Letters to the Editor: Why it's time to normalize relations with North Korea

People watch a TV screen showing a news program reporting about North Korea's missile launch with file footage of North Korean leader Kim Jong Un at a train station in Seoul, South Korea, Thursday, May 12, 2022. South Korea says North Korea has fired a total of three short-range ballistic missiles toward the sea. South Korea's Joint Chiefs of Staff says the three missiles launched from the North's capital region on Thursday afternoon flew toward the waters off the country's eastern coast. (AP Photo/Lee Jin-man)
A TV in a train station in Seoul shows news footage of North Korean leader Kim Jong Un on May 12. (Lee Jin-man / Associated Press)

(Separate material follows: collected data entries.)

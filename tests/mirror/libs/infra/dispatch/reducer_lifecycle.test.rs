/**
 * =================================================================
 * APARATO: REDUCER LIFECYCLE CERTIFICATION (V4.0)
 * CLASIFICACIÓN: TRINITY EVIDENCE
 * OBJETIVO: Réplica única feliz, ERROR de protocolo fatal y sellado
 * de sumideros exactamente una vez en toda salida.
 * =================================================================
 */

use futures::stream;
use josh_infra_dispatch::{
    DispatchFault, ProgressCalculator, ProgressListener, ProgressUpdate, ResponseReducer,
};
use josh_infra_exports::MemorySinkProvider;
use std::sync::{Arc, Mutex};

struct CollectingListener {
    collected_updates: Arc<Mutex<Vec<ProgressUpdate>>>,
}

impl ProgressListener for CollectingListener {
    fn on_progress(&self, update: &ProgressUpdate) {
        self.collected_updates
            .lock()
            .unwrap_or_else(|poisoned_guard| poisoned_guard.into_inner())
            .push(*update);
    }
}

fn reducer_with_observers(
    low_step: i64,
    steps_per_replicate: i64,
    total_replicates: u32,
    sink_provider: MemorySinkProvider,
) -> (ResponseReducer, Arc<Mutex<Vec<ProgressUpdate>>>) {
    let collected_updates = Arc::new(Mutex::new(Vec::new()));
    let progress_calculator = ProgressCalculator::new(
        low_step,
        steps_per_replicate,
        total_replicates,
        Box::new(CollectingListener {
            collected_updates: Arc::clone(&collected_updates),
        }),
    );
    (
        ResponseReducer::new(Box::new(sink_provider), progress_calculator, total_replicates),
        collected_updates,
    )
}

#[tokio::test]
async fn single_replicate_happy_path() {
    let sink_provider = MemorySinkProvider::new();
    let observer_handle = sink_provider.clone();
    let (mut reducer, collected_updates) = reducer_with_observers(0, 2, 1, sink_provider);

    let streamed_lines = [
        "[progress 0 0]",
        "[0] patches:step=0\tposition.x=0\tposition.y=0\tcover=0.5",
        "[progress 0 1]",
        "[0] patches:step=1\tposition.x=0\tposition.y=0\tcover=0.6",
        "[end 0]",
    ];
    let line_stream = stream::iter(
        streamed_lines
            .iter()
            .map(|line| Ok::<String, DispatchFault>((*line).to_string()))
            .collect::<Vec<_>>(),
    );

    reducer.reduce_stream(line_stream).await.expect("happy path");

    let replicate_results = reducer.into_results().expect("results freeze");
    assert_eq!(replicate_results.len(), 1);
    assert_eq!(replicate_results[0].patch_records.len(), 2);

    let spatial_bounds = replicate_results[0].spatial_bounds.expect("bounds seeded");
    assert_eq!(
        (spatial_bounds.min_x, spatial_bounds.min_y, spatial_bounds.max_x, spatial_bounds.max_y),
        (0.0, 0.0, 0.0, 0.0)
    );

    // 100% exactamente una vez.
    let published = collected_updates.lock().unwrap();
    assert_eq!(
        published.iter().filter(|update| update.percent_complete == 100).count(),
        1
    );

    // Sumidero de 'patches': abierto y sellado exactamente una vez,
    // con los dos registros en orden de transmisión.
    let patches_state = observer_handle.state_for("patches").expect("sink provisioned");
    let patches_state = patches_state.lock().unwrap();
    assert_eq!(patches_state.start_invocations, 1);
    assert_eq!(patches_state.join_invocations, 1);
    assert_eq!(patches_state.rows.len(), 2);
    assert_eq!(patches_state.rows[0].step, 0);
    assert_eq!(patches_state.rows[1].step, 1);
    println!("✅ REDUCER: Single-replicate happy path certified.");
}

#[tokio::test]
async fn wire_error_is_fatal_but_sinks_still_seal() {
    let sink_provider = MemorySinkProvider::new();
    let observer_handle = sink_provider.clone();
    let (mut reducer, _updates) = reducer_with_observers(0, 5, 2, sink_provider);

    let streamed_lines = [
        "[0] entities:age=3",
        "[error 0 engine collapsed mid-replicate]",
        "[0] entities:age=4",
    ];
    let line_stream = stream::iter(
        streamed_lines
            .iter()
            .map(|line| Ok::<String, DispatchFault>((*line).to_string()))
            .collect::<Vec<_>>(),
    );

    let outcome = reducer.reduce_stream(line_stream).await;
    let Err(DispatchFault::WireError { replicate, message }) = outcome else {
        panic!("wire ERROR must surface as a protocol fault");
    };
    assert_eq!(replicate, Some(0));
    assert!(message.contains("engine collapsed"));

    let entities_state = observer_handle.state_for("entities").expect("sink provisioned");
    let entities_state = entities_state.lock().unwrap();
    assert_eq!(entities_state.join_invocations, 1, "sealed exactly once");
    assert_eq!(entities_state.rows.len(), 1, "no write after the fatal line");
    println!("✅ REDUCER: Fatal wire error path certified.");
}

#[tokio::test]
async fn sink_write_failure_is_fatal_for_the_job_yet_everything_seals() {
    let sink_provider = MemorySinkProvider::with_failing_writes();
    let observer_handle = sink_provider.clone();
    let (mut reducer, _updates) = reducer_with_observers(0, 5, 1, sink_provider);

    let outcome = reducer.ingest_line("[0] patches:cover=0.5");
    assert!(matches!(outcome, Err(DispatchFault::Sink(_))));

    reducer.seal_sinks().expect("sealing the poisoned sink still succeeds");
    reducer.seal_sinks().expect("idempotent second seal");

    let patches_state = observer_handle.state_for("patches").expect("sink provisioned");
    assert_eq!(patches_state.lock().unwrap().join_invocations, 1);
    println!("✅ REDUCER: Sink failure triage certified.");
}

#[tokio::test]
async fn unknown_targets_neither_open_sinks_nor_fill_buckets() {
    let sink_provider = MemorySinkProvider::new();
    let observer_handle = sink_provider.clone();
    let (mut reducer, _updates) = reducer_with_observers(0, 1, 1, sink_provider);

    reducer.ingest_line("[0] weather:rain=9").expect("silently ignored");
    reducer.ingest_line("[end 0]").expect("end still folds");

    let replicate_results = reducer.into_results().expect("results freeze");
    assert_eq!(replicate_results[0].patch_records.len(), 0);
    assert!(observer_handle.observed_targets().is_empty());
}
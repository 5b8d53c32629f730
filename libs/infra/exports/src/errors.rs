// INICIO DEL ARCHIVO [libs/infra/exports/src/errors.rs]
//! =================================================================
//! APARATO: EXPORT SINK ERRORS (V4.0)
//! RESPONSABILIDAD: CATALOGACIÓN DE FALLOS DE PERSISTENCIA
//! =================================================================

use thiserror::Error;

#[derive(Error, Debug)]
pub enum ExportFault {
    #[error("SINK_OPEN_FAULT: Unable to open export target '{target_label}': {source}")]
    OpenFault {
        target_label: String,
        #[source]
        source: std::io::Error,
    },

    #[error("SINK_WRITE_FAULT: Append to '{target_label}' failed: {source}")]
    WriteFault {
        target_label: String,
        #[source]
        source: csv::Error,
    },

    #[error("SINK_FLUSH_FAULT: Flush of '{target_label}' failed: {source}")]
    FlushFault {
        target_label: String,
        #[source]
        source: std::io::Error,
    },

    #[error("SINK_NOT_OPEN: Write issued against '{0}' outside its open window")]
    NotOpen(String),
}
// FIN DEL ARCHIVO [libs/infra/exports/src/errors.rs]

To the editor: Daniel R. DePetris is right that North Korea is unlikely to give up the bomb. But offering economic incentives to cap Pyongyang's nuclear development does not go far enough. The time has come for the United States to try to normalize relations.

All nuclear-armed adversaries except the U.S. and North Korea have diplomatic ties, not as a gift, but to keep lines of communication open in good times and bad. Without an embassy in Pyongyang, the U.S. is blind to what is taking place inside the Hermit Kingdom.

Furthermore, relations in time of tension can be critical. It proved so during the Cuban missile crisis as Robert Kennedy's meeting with the Soviet ambassador to the U.S. sewed the end. Relations allowed Soviet Premier Alexei Kosygin to travel to Beijing to douse the 1969 nuclear-laden Sino-Soviet Ussuri River war. U.S. ties with both India and Pakistan helped mediate the end to multiple wars.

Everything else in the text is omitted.